Gold intermarket: Bond sell-off and poor US data supporting Gold

Gold has moved having recovered from the London session's sell-off and has done so within the bond market crashing and yields rising to a five-month high.

Gold spot, at time of writing is 1269.95 and is looking for territory on through 1270.00 as we approach the end of the US session. Speculation that Central Banks are running out of options is concerning investors and the move started overnight when BoJ's Kuroda said it “would not be strange” to see long-term bond yields rise,  as published in The Wall Street Journal. The rise in yields was less pronounced at the short end of the yield curve, but the yield on the 10-year Treasury note was hitting levels last seen in late May as markets start to factor in monetary tightening by Global Banks which point towards  which higher bond yields.

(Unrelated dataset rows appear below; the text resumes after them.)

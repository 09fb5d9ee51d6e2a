//! Connectivity indications.

use crate::blink::{BlinkRate, BlinkRequest};
use crate::config::{IndicatorConfig, SplitRole};
use crate::events::{ConnectivityChanged, Dispatch, EventListener};
use crate::queue::{BlinkQueueProducer, EnqueueTally};
use crate::readiness::Readiness;
use crate::sources::ConnectivitySource;

/// Observed connectivity, already resolved for the configured role.
#[derive(Copy, Clone, Debug, Eq, PartialEq)]
pub enum ConnectivityState {
    ProfileConnected(u8),
    ProfileOpen(u8),
    ProfileDisconnected(u8),
    LinkedToCentral,
    UnlinkedFromCentral,
}

impl ConnectivityState {
    /// Queries `source` the way `role` requires.
    #[must_use]
    pub fn observe<S: ConnectivitySource>(role: SplitRole, source: &S) -> Self {
        match role {
            SplitRole::Central => {
                let profile = source.active_profile_index();
                if source.is_active_profile_connected() {
                    ConnectivityState::ProfileConnected(profile)
                } else if source.is_active_profile_open() {
                    ConnectivityState::ProfileOpen(profile)
                } else {
                    ConnectivityState::ProfileDisconnected(profile)
                }
            }
            SplitRole::Peripheral => {
                if source.is_linked_to_central() {
                    ConnectivityState::LinkedToCentral
                } else {
                    ConnectivityState::UnlinkedFromCentral
                }
            }
        }
    }

    #[must_use]
    pub const fn rate(self) -> BlinkRate {
        match self {
            ConnectivityState::ProfileConnected(_) => BlinkRate::Off,
            ConnectivityState::ProfileOpen(_) | ConnectivityState::UnlinkedFromCentral => {
                BlinkRate::Fast
            }
            ConnectivityState::ProfileDisconnected(_) | ConnectivityState::LinkedToCentral => {
                BlinkRate::Slow
            }
        }
    }
}

/// Connectivity that was observed and what was queued for it.
#[derive(Copy, Clone, Debug, Eq, PartialEq)]
pub struct ConnectivityIndication {
    pub state: ConnectivityState,
    pub dispatch: Dispatch,
}

/// Maps connectivity changes to a single indication.
#[derive(Clone, Debug)]
pub struct ConnectivityMapper<S> {
    config: IndicatorConfig,
    source: S,
}

impl<S: ConnectivitySource> ConnectivityMapper<S> {
    #[must_use]
    pub const fn new(config: IndicatorConfig, source: S) -> Self {
        Self { config, source }
    }

    /// Current connectivity as seen by this mapper.
    #[must_use]
    pub fn state(&self) -> ConnectivityState {
        ConnectivityState::observe(self.config.role, &self.source)
    }

    /// The indication for `state`.
    #[must_use]
    pub const fn request_for(&self, state: ConnectivityState) -> BlinkRequest {
        BlinkRequest::new(state.rate(), self.config.timing.output_blink_ms)
    }

    /// The indication for the current connectivity, ignoring readiness.
    #[must_use]
    pub fn request(&self) -> BlinkRequest {
        self.request_for(self.state())
    }

    /// Enqueues the current indication regardless of readiness.
    ///
    /// Used by the boot sequencer before readiness is set.
    pub fn indicate<Q: BlinkQueueProducer>(&self, queue: &mut Q) -> ConnectivityIndication {
        let state = self.state();
        let mut tally = EnqueueTally::default();
        tally.record(queue.try_enqueue(self.request_for(state)));
        ConnectivityIndication {
            state,
            dispatch: Dispatch::Queued(tally),
        }
    }
}

impl<S: ConnectivitySource> EventListener<ConnectivityChanged> for ConnectivityMapper<S> {
    fn on_event<Q: BlinkQueueProducer>(
        &self,
        _: &ConnectivityChanged,
        readiness: Readiness,
        queue: &mut Q,
    ) -> Dispatch {
        if !readiness.is_ready() {
            return Dispatch::NotReady;
        }
        self.indicate(queue).dispatch
    }
}
use indicator_core::readiness::ReadinessFlag;

use crate::indicator::events::EventReceiver;
use crate::indicator::{self, BlinkProducer, IndicatorRouter};

#[embassy_executor::task]
pub async fn run(
    router: &'static IndicatorRouter,
    events: EventReceiver<'static>,
    mut queue: BlinkProducer<'static>,
    readiness: &'static ReadinessFlag,
) -> ! {
    loop {
        let event = events.receive().await;
        indicator::dispatch(router, &event, readiness, &mut queue);
    }
}
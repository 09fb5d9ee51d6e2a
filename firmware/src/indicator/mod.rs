//! Indicator plumbing bridging firmware tasks with `indicator-core`.
//!
//! Owns the concrete channel types behind the blink queue and the event
//! ingress, the adapters that let them satisfy the core queue traits, and the
//! logging around dispatch and boot.

pub mod events;

use embassy_sync::channel::{Channel, Receiver, Sender, TrySendError};
use indicator_core::blink::BlinkRequest;
use indicator_core::boot::BootReport;
use indicator_core::events::{Dispatch, EventListener, IndicatorEvent};
use indicator_core::mappers::{ConnectivityState, EventRouter};
use indicator_core::queue::{
    BLINK_QUEUE_DEPTH, BlinkDequeueError, BlinkEnqueueError, BlinkQueueConsumer,
    BlinkQueueProducer,
};
use indicator_core::readiness::ReadinessFlag;
use indicator_core::sources::{ActiveLayers, ConnectivitySource};

use crate::status::SharedStatus;

#[cfg(not(target_os = "none"))]
pub type IndicatorMutex = embassy_sync::blocking_mutex::raw::NoopRawMutex;
#[cfg(target_os = "none")]
pub type IndicatorMutex = embassy_sync::blocking_mutex::raw::CriticalSectionRawMutex;

/// Router wired to the shared status atomics.
pub type IndicatorRouter = EventRouter<SharedStatus, SharedStatus>;

/// Queue carrying blink requests to the renderer task.
pub type BlinkChannel = Channel<IndicatorMutex, BlinkRequest, BLINK_QUEUE_DEPTH>;

/// Convenience sender type alias for the blink queue.
pub type BlinkSender<'a> = Sender<'a, IndicatorMutex, BlinkRequest, BLINK_QUEUE_DEPTH>;

/// Convenience receiver type alias for the blink queue.
pub type BlinkReceiver<'a> = Receiver<'a, IndicatorMutex, BlinkRequest, BLINK_QUEUE_DEPTH>;

/// Adapter that exposes the Embassy channel sender as a core producer.
pub struct BlinkProducer<'a> {
    sender: BlinkSender<'a>,
}

impl<'a> BlinkProducer<'a> {
    /// Creates a new adapter that wraps the provided sender.
    pub fn new(sender: BlinkSender<'a>) -> Self {
        Self { sender }
    }
}

impl BlinkQueueProducer for BlinkProducer<'_> {
    fn try_enqueue(&mut self, request: BlinkRequest) -> Result<(), BlinkEnqueueError> {
        match self.sender.try_send(request) {
            Ok(()) => Ok(()),
            Err(TrySendError::Full(_)) => Err(BlinkEnqueueError::QueueFull),
        }
    }
}

/// Adapter that exposes the Embassy channel receiver as the core consumer.
pub struct BlinkConsumer<'a> {
    receiver: BlinkReceiver<'a>,
}

impl<'a> BlinkConsumer<'a> {
    /// Creates a new adapter that wraps the provided receiver.
    pub fn new(receiver: BlinkReceiver<'a>) -> Self {
        Self { receiver }
    }
}

impl BlinkQueueConsumer for BlinkConsumer<'_> {
    async fn dequeue(&mut self) -> Result<BlinkRequest, BlinkDequeueError> {
        Ok(self.receiver.receive().await)
    }
}

/// Hands `event` to the router and logs what it queued.
pub fn dispatch<S, K, Q>(
    router: &EventRouter<S, K>,
    event: &IndicatorEvent,
    readiness: &ReadinessFlag,
    queue: &mut Q,
) -> Dispatch
where
    S: ConnectivitySource,
    K: ActiveLayers,
    Q: BlinkQueueProducer,
{
    let dispatch = router.on_event(event, readiness.state(), queue);
    log_dispatch(event.label(), dispatch);
    dispatch
}

/// Logs the outcome of the boot sequence.
pub fn report_boot(report: &BootReport) {
    if let Some(battery) = report.battery {
        log_boot_battery(battery.level, battery.retries, battery.dispatch);
    }
    if let Some(connectivity) = report.connectivity {
        log_boot_connectivity(connectivity.state, connectivity.dispatch);
    }
    log_boot_complete();
}

/// Logs one rendered request.
pub fn report_rendered(request: &BlinkRequest) {
    log_rendered(request);
}

fn connectivity_label(state: ConnectivityState) -> (&'static str, u8) {
    match state {
        ConnectivityState::ProfileConnected(index) => ("profile connected", index),
        ConnectivityState::ProfileOpen(index) => ("profile open", index),
        ConnectivityState::ProfileDisconnected(index) => ("profile not connected", index),
        ConnectivityState::LinkedToCentral => ("peripheral linked", 0),
        ConnectivityState::UnlinkedFromCentral => ("peripheral not linked", 0),
    }
}

#[cfg(target_os = "none")]
fn log_dispatch(event: &'static str, dispatch: Dispatch) {
    match dispatch {
        Dispatch::NotReady => defmt::debug!("indicator: {} event before boot, dropped", event),
        Dispatch::Ignored => defmt::debug!("indicator: {} event, nothing to show", event),
        Dispatch::Queued(tally) if tally.dropped > 0 => defmt::warn!(
            "indicator: {} event queued={} dropped={} (queue full)",
            event,
            tally.accepted,
            tally.dropped
        ),
        Dispatch::Queued(tally) => {
            defmt::info!("indicator: {} event queued={}", event, tally.accepted);
        }
    }
}

#[cfg(not(target_os = "none"))]
fn log_dispatch(event: &'static str, dispatch: Dispatch) {
    match dispatch {
        Dispatch::NotReady => println!("indicator: {event} event before boot, dropped"),
        Dispatch::Ignored => println!("indicator: {event} event, nothing to show"),
        Dispatch::Queued(tally) if tally.dropped > 0 => println!(
            "indicator: {} event queued={} dropped={} (queue full)",
            event, tally.accepted, tally.dropped
        ),
        Dispatch::Queued(tally) => println!("indicator: {} event queued={}", event, tally.accepted),
    }
}

#[cfg(target_os = "none")]
fn log_boot_battery(level: u8, retries: u8, dispatch: Dispatch) {
    if level == 0 {
        defmt::info!(
            "boot: battery level undetermined after {} retries, blinking off",
            retries
        );
    } else {
        defmt::info!("boot: battery level {}%", level);
    }
    if dispatch.dropped() > 0 {
        defmt::warn!("boot: battery indication dropped (queue full)");
    }
}

#[cfg(not(target_os = "none"))]
fn log_boot_battery(level: u8, retries: u8, dispatch: Dispatch) {
    if level == 0 {
        println!("boot: battery level undetermined after {retries} retries, blinking off");
    } else {
        println!("boot: battery level {level}%");
    }
    if dispatch.dropped() > 0 {
        println!("boot: battery indication dropped (queue full)");
    }
}

#[cfg(target_os = "none")]
fn log_boot_connectivity(state: ConnectivityState, dispatch: Dispatch) {
    let (label, index) = connectivity_label(state);
    defmt::info!(
        "boot: {} (profile {}), blinking {}",
        label,
        index,
        state.rate().label()
    );
    if dispatch.dropped() > 0 {
        defmt::warn!("boot: connectivity indication dropped (queue full)");
    }
}

#[cfg(not(target_os = "none"))]
fn log_boot_connectivity(state: ConnectivityState, dispatch: Dispatch) {
    let (label, index) = connectivity_label(state);
    println!(
        "boot: {label} (profile {index}), blinking {}",
        state.rate().label()
    );
    if dispatch.dropped() > 0 {
        println!("boot: connectivity indication dropped (queue full)");
    }
}

#[cfg(target_os = "none")]
fn log_boot_complete() {
    defmt::info!("boot: indicator ready");
}

#[cfg(not(target_os = "none"))]
fn log_boot_complete() {
    println!("boot: indicator ready");
}

#[cfg(target_os = "none")]
fn log_rendered(request: &BlinkRequest) {
    defmt::debug!(
        "indicator: rendered rate={} duration={}ms gap={}ms first={}",
        request.rate.label(),
        request.duration_ms,
        request.gap_after_ms,
        request.is_first
    );
}

#[cfg(not(target_os = "none"))]
fn log_rendered(request: &BlinkRequest) {
    println!(
        "indicator: rendered rate={} duration={}ms gap={}ms first={}",
        request.rate.label(),
        request.duration_ms,
        request.gap_after_ms,
        request.is_first
    );
}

The US30 YT is now up to 2.60 from lows of 2.27 at the beginning of October while Gold is up from $1,254 lows for October.

Meanwhile, DXY traded up by 0.3% at 98.94, after pulling back to trade as low as 98.50. It’s up 3.7% month to date. The idea that the Fed may not hike rates due to the data not being adaquate for such a move, such as today's durable goods disappointment, could still underpin the price of gold as investors seek out the metal as a safe haven to park ideal cash awaiting new developments and opportunties elsewhere at a later stage. The 1hr 200 sma at 1266 is providing support while the upside target is a break of $1,272/76 recent highs for the month.